The respondent was employed by the appellant as a Packer (Grade II) on fixed-term contracts since 2008. In May 2019, the appellant did not renew the contract. The respondent treated this as unfair labour practice and lodged a complaint. After conciliation failed, a Designated Agent of the National Employment Council determined the matter and on 12 October 2023 issued a ruling ordering the appellant to pay the respondent USD 25,881.84 (US$22,248 in salary arrears and US$3,633.84 in pension contributions). The appellant did not appeal or seek review of this determination, and it became final. The appellant failed to pay the amounts awarded. In January 2024, the respondent sued in the Magistrates' Court claiming payment of the sum awarded by the Designated Agent. The appellant raised a special plea that (1) the Magistrates' Court had no jurisdiction to entertain a labour matter, and (2) the claim was res judicata. The magistrate dismissed the special plea, holding that once the Designated Agent had resolved the dispute, what remained was a debt enforceable like any other civil debt. The appellant appealed to the High Court.
The appeal was allowed. The judgment of the Magistrates' Court dismissing the special plea was set aside. In substitution, the appellant's special plea was upheld and the respondent's claim in the Magistrates' Court (Case No. HRE C-CG 39/24) seeking enforcement of the Designated Agent's determination as a civil debt was dismissed as incompetent for want of a lawful enforcement mechanism under the current statutory scheme. No order as to costs in either the court a quo or on appeal, given that the matter raised a genuine and recurring question of public importance arising from a legislative lacuna.
A Designated Agent's determination under the Labour Act, though final and binding within the labour dispute-resolution architecture, cannot be enforced through ordinary civil proceedings in the Magistrates' Court in the absence of an express statutory enforcement mechanism. Where Parliament has expressly provided registration and enforcement procedures for certain labour instruments (Labour Court decisions under s 92B, arbitral awards under s 98, and certificates of settlement under s 93(2)), the absence of a comparable mechanism for Designated Agent determinations represents a structural legislative omission that courts may not remedy by treating such determinations as enforceable civil debts. Section 176 of the Constitution confers inherent powers to regulate process and develop the common law, but does not authorize courts to create new enforcement regimes or to legislate where Parliament has established a detailed statutory scheme and omitted a particular enforcement pathway. Courts must not convert statutory determinations into executable civil judgments by judicial innovation where the Legislature has not provided for such enforceability.

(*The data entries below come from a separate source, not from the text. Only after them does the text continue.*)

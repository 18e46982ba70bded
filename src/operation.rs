//! Operations benchmarked against every compatible source.
//!
//! Every operation type is listed in [`OPERATION_TABLE`]; [`all_operations`]
//! instantiates the table once per process and hands out the same shared
//! instances from then on.

use std::sync::OnceLock;

use tempfile::NamedTempFile;

use crate::array::{ArrayError, GroupKey, GroupStrategy, LazyArray};
use crate::error::{BenchError, Result};

/// Dimension the built-in operations reduce over.
pub const TIME_DIM: &str = "time";

/// A pure array transform plus a way to force its evaluation.
pub trait Operation: Send + Sync {
    /// Stable type name, used in allow-lists and as `op_type` in records.
    fn identity(&self) -> &'static str;

    /// Build the output graph. Usually does no computation.
    fn run(&self, array: &LazyArray) -> Result<LazyArray, ArrayError>;

    /// Materialize `output` into a fresh, discardable sink.
    fn save(&self, output: &LazyArray) -> Result<()> {
        let sink = NamedTempFile::new()?;
        output.to_file(sink.path())?;
        Ok(())
    }
}

/// Mean over the time axis.
#[derive(Debug, Default)]
pub struct TimeMean;

impl Operation for TimeMean {
    fn identity(&self) -> &'static str {
        "TimeMean"
    }

    fn run(&self, array: &LazyArray) -> Result<LazyArray, ArrayError> {
        array.mean_over(TIME_DIM)
    }
}

/// Day-of-year climatology computed as a plain groupby.
#[derive(Debug, Default)]
pub struct Climatology;

impl Operation for Climatology {
    fn identity(&self) -> &'static str {
        "Climatology"
    }

    fn run(&self, array: &LazyArray) -> Result<LazyArray, ArrayError> {
        array.groupby_mean(TIME_DIM, GroupKey::DayOfYear, GroupStrategy::Gather)
    }
}

/// Day-of-year climatology reduced block by block along time.
#[derive(Debug, Default)]
pub struct ClimatologyBlocked;

impl Operation for ClimatologyBlocked {
    fn identity(&self) -> &'static str {
        "ClimatologyBlocked"
    }

    fn run(&self, array: &LazyArray) -> Result<LazyArray, ArrayError> {
        array.groupby_mean(TIME_DIM, GroupKey::DayOfYear, GroupStrategy::Blocked)
    }
}

/// Builds a fresh instance of one operation type.
pub type OperationConstructor = fn() -> Box<dyn Operation>;

fn boxed<O: Operation + Default + 'static>() -> Box<dyn Operation> {
    Box::new(O::default())
}

/// Registered operation types, in benchmark order.
pub const OPERATION_TABLE: &[(&str, OperationConstructor)] = &[
    ("TimeMean", boxed::<TimeMean> as OperationConstructor),
    ("Climatology", boxed::<Climatology> as OperationConstructor),
    ("ClimatologyBlocked", boxed::<ClimatologyBlocked> as OperationConstructor),
];

static OPERATIONS: OnceLock<Vec<Box<dyn Operation>>> = OnceLock::new();

/// One shared instance of every registered operation.
pub fn all_operations() -> &'static [Box<dyn Operation>] {
    OPERATIONS.get_or_init(|| OPERATION_TABLE.iter().map(|(_, make)| make()).collect())
}

/// Older names still accepted in configuration, with the identity they map to.
const OPERATION_ALIASES: &[(&str, &str)] = &[("ClimatologyClimtas", "ClimatologyBlocked")];

/// The registered identity for `name`, resolving aliases.
pub fn canonical_operation_name(name: &str) -> &str {
    OPERATION_ALIASES
        .iter()
        .find(|(alias, _)| *alias == name)
        .map_or(name, |(_, identity)| identity)
}

/// Look up a registered operation by identity or alias.
pub fn operation_by_name(name: &str) -> Result<&'static dyn Operation> {
    let identity = canonical_operation_name(name);
    all_operations()
        .iter()
        .find(|op| op.identity() == identity)
        .map(|op| &**op)
        .ok_or_else(|| BenchError::UnknownOperationType(name.to_string()))
}
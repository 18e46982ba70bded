//! Source backed by array files on disk, joined along one dimension.

use serde::Deserialize;

use super::{Source, SourceCore};
use crate::array::{open_mfdataset, LazyArray};
use crate::error::Result;
use crate::glob::expand_paths;

fn default_concat_dim() -> String {
    "time".to_string()
}

#[derive(Debug, Deserialize)]
#[serde(deny_unknown_fields)]
struct MfDatasetArgs {
    path: String,
    var: String,
    #[serde(default = "default_concat_dim")]
    concat_dim: String,
}

/// One variable read from a set of array files joined along a dimension.
///
/// `path` may use `*` and `?` in its file name. Files are joined in sorted
/// order. The glob is re-expanded on every load.
#[derive(Debug)]
pub struct MfDataset {
    core: SourceCore,
    path: String,
    var: String,
    concat_dim: String,
}

impl MfDataset {
    pub const TYPE_NAME: &'static str = "MFDataset";

    pub(crate) fn from_core(core: SourceCore) -> Result<Box<dyn Source>> {
        let args: MfDatasetArgs = core.args()?;
        Ok(Box::new(Self {
            core,
            path: args.path,
            var: args.var,
            concat_dim: args.concat_dim,
        }))
    }
}

impl Source for MfDataset {
    fn core(&self) -> &SourceCore {
        &self.core
    }

    fn type_name(&self) -> &'static str {
        Self::TYPE_NAME
    }

    fn load(&self) -> Result<LazyArray> {
        let paths = expand_paths(&self.path)?;
        Ok(open_mfdataset(
            &paths,
            &self.var,
            &self.concat_dim,
            self.chunking(),
        )?)
    }
}
//! Benchmark record types.
//!
//! A [`BenchmarkRecord`] is the flat union of three field groups that never
//! share a key: the source descriptor, the operation timing and the run
//! metadata.

use std::collections::BTreeMap;
use std::time::Duration;

use chrono::{DateTime, Local};
use serde::Serialize;

use crate::array::ChunkDescriptor;
use crate::error::ConfigError;
use crate::scheduler::LocalCluster;

/// Columns contributed by [`SourceInfo`].
pub const SOURCE_COLUMNS: [&str; 4] = ["source_name", "source_type", "chunks", "nbytes"];

/// Columns contributed by [`OperationTiming`].
pub const TIMING_COLUMNS: [&str; 6] = [
    "op_type",
    "date",
    "time_open",
    "time_run",
    "time_save",
    "time_total",
];

/// Built-in columns of [`RunMetadata`]; caller extras follow these.
pub const META_COLUMNS: [&str; 3] = ["host", "ncpus", "threads"];

/// Timestamp layout used in records.
pub const DATE_FORMAT: &str = "%Y-%m-%d %H:%M:%S%.6f";

fn is_reserved(column: &str) -> bool {
    SOURCE_COLUMNS
        .iter()
        .chain(&TIMING_COLUMNS)
        .chain(&META_COLUMNS)
        .any(|c| *c == column)
}

/// What was benchmarked.
#[derive(Debug, Clone, PartialEq, Serialize)]
pub struct SourceInfo {
    pub source_name: String,
    pub source_type: String,
    pub chunks: ChunkDescriptor,
    pub nbytes: u64,
}

/// Phase timings of one repeat of one operation.
#[derive(Debug, Clone, Serialize)]
pub struct OperationTiming {
    pub op_type: String,
    /// Wall-clock time the repeat started.
    #[serde(with = "date_serde")]
    pub date: DateTime<Local>,
    #[serde(with = "duration_serde")]
    pub time_open: Duration,
    #[serde(with = "duration_serde")]
    pub time_run: Duration,
    #[serde(with = "duration_serde")]
    pub time_save: Duration,
    /// Measured as one span from before open to after save.
    #[serde(with = "duration_serde")]
    pub time_total: Duration,
}

impl OperationTiming {
    /// Sum of the three phase durations.
    pub fn phase_sum(&self) -> Duration {
        self.time_open + self.time_run + self.time_save
    }
}

/// Facts about the invocation attached to every record.
#[derive(Debug, Clone, PartialEq, Serialize)]
pub struct RunMetadata {
    pub host: String,
    pub ncpus: usize,
    pub threads: usize,
    /// Caller-supplied columns.
    #[serde(flatten)]
    extras: BTreeMap<String, String>,
}

impl RunMetadata {
    /// Metadata for a run without a worker cluster: this host, one cpu, one
    /// thread.
    pub fn local() -> Self {
        Self {
            host: detect_host(),
            ncpus: 1,
            threads: 1,
            extras: BTreeMap::new(),
        }
    }

    /// Record the cluster's size: total threads across workers and the
    /// largest per-worker thread count.
    pub fn with_cluster(mut self, cluster: &LocalCluster) -> Self {
        let nthreads = cluster.nthreads();
        self.ncpus = nthreads.values().sum();
        self.threads = nthreads.values().copied().max().unwrap_or(0);
        self
    }

    /// Add a caller-supplied column.
    ///
    /// Fails when `key` would shadow a built-in column.
    pub fn extra(
        mut self,
        key: impl Into<String>,
        value: impl Into<String>,
    ) -> Result<Self, ConfigError> {
        let key = key.into();
        if is_reserved(&key) {
            return Err(ConfigError::Invalid(format!(
                "metadata key '{}' collides with a built-in column",
                key
            )));
        }
        self.extras.insert(key, value.into());
        Ok(self)
    }

    pub fn extras(&self) -> &BTreeMap<String, String> {
        &self.extras
    }
}

fn detect_host() -> String {
    for var in ["HOSTNAME", "COMPUTERNAME"] {
        if let Some(host) = std::env::var_os(var).and_then(|h| h.into_string().ok()) {
            if !host.trim().is_empty() {
                return host.trim().to_string();
            }
        }
    }
    #[cfg(unix)]
    {
        if let Ok(host) = std::fs::read_to_string("/etc/hostname") {
            if !host.trim().is_empty() {
                return host.trim().to_string();
            }
        }
    }
    "localhost".to_string()
}

/// One output row: one (source variant, operation, repeat).
#[derive(Debug, Clone, Serialize)]
pub struct BenchmarkRecord {
    #[serde(flatten)]
    pub source: SourceInfo,
    #[serde(flatten)]
    pub timing: OperationTiming,
    #[serde(flatten)]
    pub meta: RunMetadata,
}

impl BenchmarkRecord {
    pub fn new(source: SourceInfo, timing: OperationTiming, meta: RunMetadata) -> Self {
        Self {
            source,
            timing,
            meta,
        }
    }

    /// Column names in output order.
    pub fn columns(&self) -> Vec<String> {
        SOURCE_COLUMNS
            .iter()
            .chain(&TIMING_COLUMNS)
            .chain(&META_COLUMNS)
            .map(|c| c.to_string())
            .chain(self.meta.extras.keys().cloned())
            .collect()
    }

    /// Cell values in the same order as [`columns`](Self::columns).
    pub fn values(&self) -> Vec<String> {
        let secs = |d: Duration| d.as_secs_f64().to_string();
        let mut values = vec![
            self.source.source_name.clone(),
            self.source.source_type.clone(),
            self.source.chunks.to_string(),
            self.source.nbytes.to_string(),
            self.timing.op_type.clone(),
            self.timing.date.format(DATE_FORMAT).to_string(),
            secs(self.timing.time_open),
            secs(self.timing.time_run),
            secs(self.timing.time_save),
            secs(self.timing.time_total),
            self.meta.host.clone(),
            self.meta.ncpus.to_string(),
            self.meta.threads.to_string(),
        ];
        values.extend(self.meta.extras.values().cloned());
        values
    }

    /// Value of a single column.
    pub fn get(&self, column: &str) -> Option<String> {
        self.columns()
            .into_iter()
            .zip(self.values())
            .find(|(c, _)| c == column)
            .map(|(_, v)| v)
    }
}

mod duration_serde {
    use serde::{Serialize, Serializer};
    use std::time::Duration;

    pub fn serialize<S: Serializer>(d: &Duration, s: S) -> Result<S::Ok, S::Error> {
        d.as_secs_f64().serialize(s)
    }
}

mod date_serde {
    use chrono::{DateTime, Local};
    use serde::Serializer;

    pub fn serialize<S: Serializer>(d: &DateTime<Local>, s: S) -> Result<S::Ok, S::Error> {
        s.collect_str(&d.format(super::DATE_FORMAT))
    }
}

The Court added a policy observation emphasizing that the outcome exposes an urgent legislative gap: determinations by Designated Agents, though final within the labour dispute-resolution architecture, may be practically ineffectual absent explicit enforcement provisions. The Court noted that while courts may identify the lacuna and explain its consequences, amendment is a matter for Parliament, not the judiciary. The Court also observed that the phrase in Nyanga suggesting determinations can form the basis of proceedings 'much the same as liquid documents' must be read in context; Nyanga ultimately declined to craft a remedy by extending inherent jurisdiction and does not stand as authority that determinations are enforceable as civil judgments absent legislation. The Court deliberately refrained from laying down broad doctrine on the status of administrative tribunal determinations for res judicata purposes, noting only that finality of determination is conceptually distinct from enforceability through civil execution processes.
This case is significant in Zimbabwean labour and constitutional jurisprudence because it: (1) identifies and confirms a critical legislative gap in the enforcement of Designated Agent determinations under the Labour Act, creating a situation where employees may obtain final favourable rulings that are practically unenforceable; (2) clarifies the constitutional limits of inherent jurisdiction under section 176 of the Constitution, holding that courts cannot use inherent powers to create enforcement mechanisms that amount to legislation; (3) reinforces the separation of powers doctrine and principles of statutory interpretation, particularly that courts must not fill statutory gaps that effectively amend legislation; (4) establishes that the express provision of enforcement mechanisms for certain labour instruments (Labour Court decisions, arbitral awards, conciliation settlements) implies the exclusion of unenumerated instruments (Designated Agent determinations); and (5) calls attention to an urgent need for legislative intervention to provide enforcement procedures for Designated Agent determinations, highlighting the tension between finality of determination and enforceability of outcomes.